The twins fell into a depression. “We cannot provide for our family and they cannot provide for us,” said Samar. “Our community cannot help us. Death seemed better than a life trapped here.”

They made a pact and one day in the middle of last year they both took an overdose of antidepressant and sleeping pills that could have killed them had their father, Said, not noticed the missing pills, found the siblings and alerted relatives and neighbors who came to their aid at the last moment.

Said, 48, still fears for them, however. The one-time construction worker, whose work is intermittent at best and who has seen job opportunities dwindle with Gaza’s besieged economy, said he worries they will try to kill themselves again.

“I hope I can provide my children a job opportunity or provide them anything.
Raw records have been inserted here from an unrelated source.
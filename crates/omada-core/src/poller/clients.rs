// ── Client presence poller ──
//
// Fetches the full client list of one site and keeps only the clients the
// operator selected. A selected client missing from the list is offline,
// not an error.

use std::collections::{BTreeMap, BTreeSet};
use std::future::Future;

use chrono::{DateTime, Utc};
use omada_api::OmadaClient;
use serde::{Deserialize, Serialize};
use tracing::debug;

use crate::convert::client_from_raw;
use crate::error::CoreError;
use crate::model::{ClientSnapshot, MacAddress, Site};

use super::Poller;

/// One published cycle of the presence poller.
#[derive(Debug, Clone, Serialize, Deserialize)]
pub struct ClientPresenceSnapshot {
    pub site_id: String,
    /// Selected clients currently known to the controller.
    pub clients: BTreeMap<MacAddress, ClientSnapshot>,
    pub fetched_at: DateTime<Utc>,
}

impl ClientPresenceSnapshot {
    pub fn is_present(&self, mac: &MacAddress) -> bool {
        self.clients.contains_key(mac)
    }
}

pub struct ClientPresencePoller {
    client: OmadaClient,
    site: Site,
    selected: BTreeSet<MacAddress>,
}

impl ClientPresencePoller {
    pub fn new(client: OmadaClient, site: Site, selected: impl IntoIterator<Item = MacAddress>) -> Self {
        Self {
            client,
            site,
            selected: selected.into_iter().collect(),
        }
    }

    pub async fn fetch(&self) -> Result<ClientPresenceSnapshot, CoreError> {
        let raw = self.client.list_clients(&self.site.id).await?;
        let all = raw.into_iter().filter_map(client_from_raw);
        let clients = project(all, &self.selected);
        debug!(
            site = %self.site.name,
            selected = self.selected.len(),
            present = clients.len(),
            "client presence fetched"
        );
        Ok(ClientPresenceSnapshot {
            site_id: self.site.id.clone(),
            clients,
            fetched_at: Utc::now(),
        })
    }
}

impl Poller for ClientPresencePoller {
    type Snapshot = ClientPresenceSnapshot;

    fn label(&self) -> String {
        format!("clients:{}", self.site.name)
    }

    fn poll_once(
        &mut self,
    ) -> impl Future<Output = Result<ClientPresenceSnapshot, CoreError>> + Send {
        self.fetch()
    }
}

/// Narrow `clients` to the `selected` MACs, keyed by MAC.
fn project(
    clients: impl IntoIterator<Item = ClientSnapshot>,
    selected: &BTreeSet<MacAddress>,
) -> BTreeMap<MacAddress, ClientSnapshot> {
    clients
        .into_iter()
        .filter(|c| selected.contains(&c.mac))
        .map(|c| (c.mac.clone(), c))
        .collect()
}
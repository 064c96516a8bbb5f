#![allow(clippy::unwrap_used)]
// Integration tests for `TokenManager` using wiremock.

use std::sync::{Arc, Mutex};

use chrono::{Duration, Utc};
use futures_util::future::join_all;
use secrecy::{ExposeSecret, SecretString};
use serde_json::json;
use url::Url;
use wiremock::matchers::{body_partial_json, method, path, query_param};
use wiremock::{Mock, MockBuilder, MockServer, ResponseTemplate};

use omada_api::{ClientCredentials, Error, Session, TokenManager, TokenSet, TokenStore};

const TOKEN_PATH: &str = "/openapi/authorize/token";

// ── Helpers ─────────────────────────────────────────────────────────

fn tokens(access: &str, refresh: &str, expires_in: Duration) -> TokenSet {
    TokenSet {
        access_token: SecretString::from(access.to_owned()),
        refresh_token: SecretString::from(refresh.to_owned()),
        expires_at: Utc::now() + expires_in,
    }
}

fn grant(access: &str, refresh: &str) -> serde_json::Value {
    json!({
        "errorCode": 0,
        "msg": "Open API Get Access Token successfully.",
        "result": {
            "accessToken": access,
            "tokenType": "bearer",
            "expiresIn": 7200,
            "refreshToken": refresh,
        }
    })
}

fn error_body(code: i64, msg: &str) -> serde_json::Value {
    json!({ "errorCode": code, "msg": msg })
}

type Saved = Arc<Mutex<Vec<TokenSet>>>;

async fn setup(initial: TokenSet) -> (MockServer, TokenManager, Saved) {
    setup_with_http(initial, reqwest::Client::new()).await
}

async fn setup_with_http(
    initial: TokenSet,
    http: reqwest::Client,
) -> (MockServer, TokenManager, Saved) {
    let server = MockServer::start().await;
    let saved: Saved = Arc::new(Mutex::new(Vec::new()));
    let sink = Arc::clone(&saved);
    let store: Arc<dyn TokenStore> =
        Arc::new(move |t: &TokenSet| sink.lock().unwrap().push(t.clone()));

    let session = Session {
        base_url: Url::parse(&server.uri()).unwrap(),
        omada_id: "omadac-1".into(),
        credentials: ClientCredentials {
            client_id: "client-id".into(),
            client_secret: SecretString::from("client-secret".to_owned()),
        },
        tokens: initial,
    };
    let manager = TokenManager::new(http, session, store).unwrap();
    (server, manager, saved)
}

fn refresh_grant() -> MockBuilder {
    Mock::given(method("POST"))
        .and(path(TOKEN_PATH))
        .and(query_param("grant_type", "refresh_token"))
}

fn credentials_grant() -> MockBuilder {
    Mock::given(method("POST"))
        .and(path(TOKEN_PATH))
        .and(query_param("grant_type", "client_credentials"))
}

// ── Proactive refresh ───────────────────────────────────────────────

#[tokio::test]
async fn test_ensure_valid_refreshes_inside_buffer() {
    let (server, manager, saved) = setup(tokens("old-at", "old-rt", Duration::minutes(2))).await;

    refresh_grant()
        .and(query_param("refresh_token", "old-rt"))
        .and(query_param("client_id", "client-id"))
        .and(query_param("client_secret", "client-secret"))
        .respond_with(ResponseTemplate::new(200).set_body_json(grant("new-at", "new-rt")))
        .expect(1)
        .mount(&server)
        .await;

    let token = manager.ensure_valid().await.unwrap();
    assert_eq!(token.expose_secret(), "new-at");

    let current = manager.tokens().await;
    assert_eq!(current.refresh_token.expose_secret(), "new-rt");
    assert!(current.expires_at > Utc::now() + Duration::minutes(110));

    let saved = saved.lock().unwrap();
    assert_eq!(saved.len(), 1);
    assert_eq!(saved[0].access_token.expose_secret(), "new-at");
}

#[tokio::test]
async fn test_ensure_valid_noop_outside_buffer() {
    let (server, manager, saved) = setup(tokens("at", "rt", Duration::minutes(30))).await;

    Mock::given(method("POST"))
        .and(path(TOKEN_PATH))
        .respond_with(ResponseTemplate::new(200).set_body_json(grant("x", "y")))
        .expect(0)
        .mount(&server)
        .await;

    let token = manager.ensure_valid().await.unwrap();
    assert_eq!(token.expose_secret(), "at");
    assert!(saved.lock().unwrap().is_empty());
}

#[tokio::test]
async fn test_concurrent_callers_share_one_refresh() {
    let (server, manager, _) = setup(tokens("old-at", "old-rt", Duration::seconds(10))).await;

    refresh_grant()
        .respond_with(
            ResponseTemplate::new(200)
                .set_body_json(grant("new-at", "new-rt"))
                .set_delay(std::time::Duration::from_millis(50)),
        )
        .expect(1)
        .mount(&server)
        .await;

    let results = join_all((0..8).map(|_| manager.ensure_valid())).await;
    for token in results {
        assert_eq!(token.unwrap().expose_secret(), "new-at");
    }
}

#[tokio::test]
async fn test_force_refresh_ignores_expiry() {
    let (server, manager, _) = setup(tokens("at", "rt", Duration::hours(2))).await;

    refresh_grant()
        .respond_with(ResponseTemplate::new(200).set_body_json(grant("forced-at", "forced-rt")))
        .expect(1)
        .mount(&server)
        .await;

    let token = manager.force_refresh().await.unwrap();
    assert_eq!(token.expose_secret(), "forced-at");
}

#[tokio::test]
async fn test_refresh_rejected_skips_when_already_rotated() {
    let (server, manager, _) = setup(tokens("current-at", "rt", Duration::hours(2))).await;

    Mock::given(method("POST"))
        .and(path(TOKEN_PATH))
        .respond_with(ResponseTemplate::new(200).set_body_json(grant("x", "y")))
        .expect(0)
        .mount(&server)
        .await;

    let stale = SecretString::from("stale-at".to_owned());
    let token = manager.refresh_rejected(&stale).await.unwrap();
    assert_eq!(token.expose_secret(), "current-at");
}

// ── Re-issue fallback ───────────────────────────────────────────────

#[tokio::test]
async fn test_expired_refresh_token_code_triggers_one_reissue() {
    let (server, manager, saved) = setup(tokens("old-at", "old-rt", Duration::zero())).await;

    refresh_grant()
        .respond_with(
            ResponseTemplate::new(200).set_body_json(error_body(-44114, "Refresh token expired.")),
        )
        .expect(1)
        .mount(&server)
        .await;

    credentials_grant()
        .and(body_partial_json(json!({
            "omadacId": "omadac-1",
            "client_id": "client-id",
            "client_secret": "client-secret",
        })))
        .respond_with(ResponseTemplate::new(200).set_body_json(grant("issued-at", "issued-rt")))
        .expect(1)
        .mount(&server)
        .await;

    let token = manager.ensure_valid().await.unwrap();
    assert_eq!(token.expose_secret(), "issued-at");
    assert_eq!(
        manager.tokens().await.refresh_token.expose_secret(),
        "issued-rt"
    );
    assert_eq!(saved.lock().unwrap().len(), 1);
}

#[tokio::test]
async fn test_http_401_on_refresh_triggers_reissue() {
    let (server, manager, _) = setup(tokens("old-at", "old-rt", Duration::zero())).await;

    refresh_grant()
        .respond_with(ResponseTemplate::new(401))
        .expect(1)
        .mount(&server)
        .await;

    credentials_grant()
        .respond_with(ResponseTemplate::new(200).set_body_json(grant("issued-at", "issued-rt")))
        .expect(1)
        .mount(&server)
        .await;

    let token = manager.ensure_valid().await.unwrap();
    assert_eq!(token.expose_secret(), "issued-at");
}

#[tokio::test]
async fn test_refresh_timeout_falls_back_to_reissue() {
    let http = reqwest::Client::builder()
        .timeout(std::time::Duration::from_millis(300))
        .build()
        .unwrap();
    let (server, manager, saved) =
        setup_with_http(tokens("old-at", "old-rt", Duration::zero()), http).await;

    refresh_grant()
        .respond_with(
            ResponseTemplate::new(200)
                .set_body_json(grant("late-at", "late-rt"))
                .set_delay(std::time::Duration::from_secs(2)),
        )
        .expect(1)
        .mount(&server)
        .await;

    credentials_grant()
        .respond_with(ResponseTemplate::new(200).set_body_json(grant("issued-at", "issued-rt")))
        .expect(1)
        .mount(&server)
        .await;

    let token = manager.ensure_valid().await.unwrap();
    assert_eq!(token.expose_secret(), "issued-at");
    assert_eq!(saved.lock().unwrap().len(), 1);
}

#[tokio::test]
async fn test_missing_refresh_token_goes_straight_to_reissue() {
    let (server, manager, _) = setup(TokenSet::expired()).await;

    refresh_grant()
        .respond_with(ResponseTemplate::new(200).set_body_json(grant("x", "y")))
        .expect(0)
        .mount(&server)
        .await;

    credentials_grant()
        .respond_with(ResponseTemplate::new(200).set_body_json(grant("issued-at", "issued-rt")))
        .expect(1)
        .mount(&server)
        .await;

    let token = manager.ensure_valid().await.unwrap();
    assert_eq!(token.expose_secret(), "issued-at");
}

#[tokio::test]
async fn test_rejected_client_credentials_is_fatal() {
    let (server, manager, saved) = setup(tokens("old-at", "old-rt", Duration::zero())).await;

    refresh_grant()
        .respond_with(
            ResponseTemplate::new(200).set_body_json(error_body(-44114, "Refresh token expired.")),
        )
        .mount(&server)
        .await;

    credentials_grant()
        .respond_with(
            ResponseTemplate::new(200)
                .set_body_json(error_body(-44106, "The client id or client secret is invalid.")),
        )
        .expect(1)
        .mount(&server)
        .await;

    let result = manager.ensure_valid().await;
    assert!(
        matches!(&result, Err(e) if e.is_credential_failure()),
        "expected credential failure, got: {result:?}"
    );
    assert!(saved.lock().unwrap().is_empty());
    assert_eq!(manager.tokens().await.access_token.expose_secret(), "old-at");
}

#[tokio::test]
async fn test_reissue_http_401_is_fatal() {
    let (server, manager, _) = setup(TokenSet::expired()).await;

    credentials_grant()
        .respond_with(ResponseTemplate::new(401))
        .mount(&server)
        .await;

    let result = manager.ensure_valid().await;
    assert!(matches!(result, Err(Error::Authentication { .. })));
}

#[tokio::test]
async fn test_unrelated_refresh_error_does_not_reissue() {
    let (server, manager, _) = setup(tokens("old-at", "old-rt", Duration::zero())).await;

    refresh_grant()
        .respond_with(ResponseTemplate::new(200).set_body_json(error_body(-1, "General error.")))
        .mount(&server)
        .await;

    credentials_grant()
        .respond_with(ResponseTemplate::new(200).set_body_json(grant("x", "y")))
        .expect(0)
        .mount(&server)
        .await;

    let result = manager.ensure_valid().await;
    assert!(matches!(result, Err(Error::Authentication { .. })));
}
I fear I am going to lose them on a dark moonless night. Gaza has destroyed me and now it is destroying my hardworking children.”

Repeated suicide attempts

Muhannad Iyad tried once to take his own life. He then tried a second time and then a third. Perversely, the 22-year-old medicine student might be considered incredibly lucky. In the space of one year, Iyad cut his wrists, hanged himself and took an overdose of pills. On each occasion he was discovered at the last moment and treated in time.

He puts his depression down to a combination of his political engagement, which led to a deep despondency over Gaza’s prospects, and stress over his studies at the Islamic University.

“I failed my first year. Politics came to dominate my life. It got under my skin. I just wanted to end my misery.”

After the third attempt his family reacted and with some assurance. They secured Iyad a scholarship to attend the Jordan University of Science and Technology in Amman, and also managed to obtain a permit for him to leave Gaza – one that set them back $3,000 in cash to Egyptian and Palestinian officials to smooth his passage.

The move has changed him.

“I never think about suicide now,” he said, boasting that he is now top of his class. “The atmosphere in Gaza dragged me to the bottom. Now I am focused on completing my education so I can go back and help my family and my depressed city.”

True to all

In Gaza there are many reasons to lose the will to live just as was the case with Mohannad Younis. There are few prospects for a better life.

Here, we can educate ourselves, but can find no employment. We live in a prison forgotten and neglected by the world. We have all lost loved ones, friends or relatives to violence that we are both powerless to combat and unable to escape.

But suicide is also personal. Mohannad’s parents divorced when he was just 2 years old. As he grew up, he tried to establish a bond with his PhD-holding father, but, for whatever reason, this did not work out.

Whether that was the cause or just one trigger, it plunged Mohannad into a depression. Writing seemed almost like therapy for him. He wrote about Gaza, its problems and its miseries. But he ultimately lost faith – in Gaza, in his family, in himself.

I have battled with depression too. I feel suicide is a cowardly act.

But maybe that is just when I think about it in the abstract. I saw the battles Mohannad engaged in with himself. I know I have nothing but love and respect for him.

Mohannad had a character so pure his friends would always describe him as true to everyone except himself.

Hamza Abu Eltarabesh is a freelance journalist and writer from Gaza.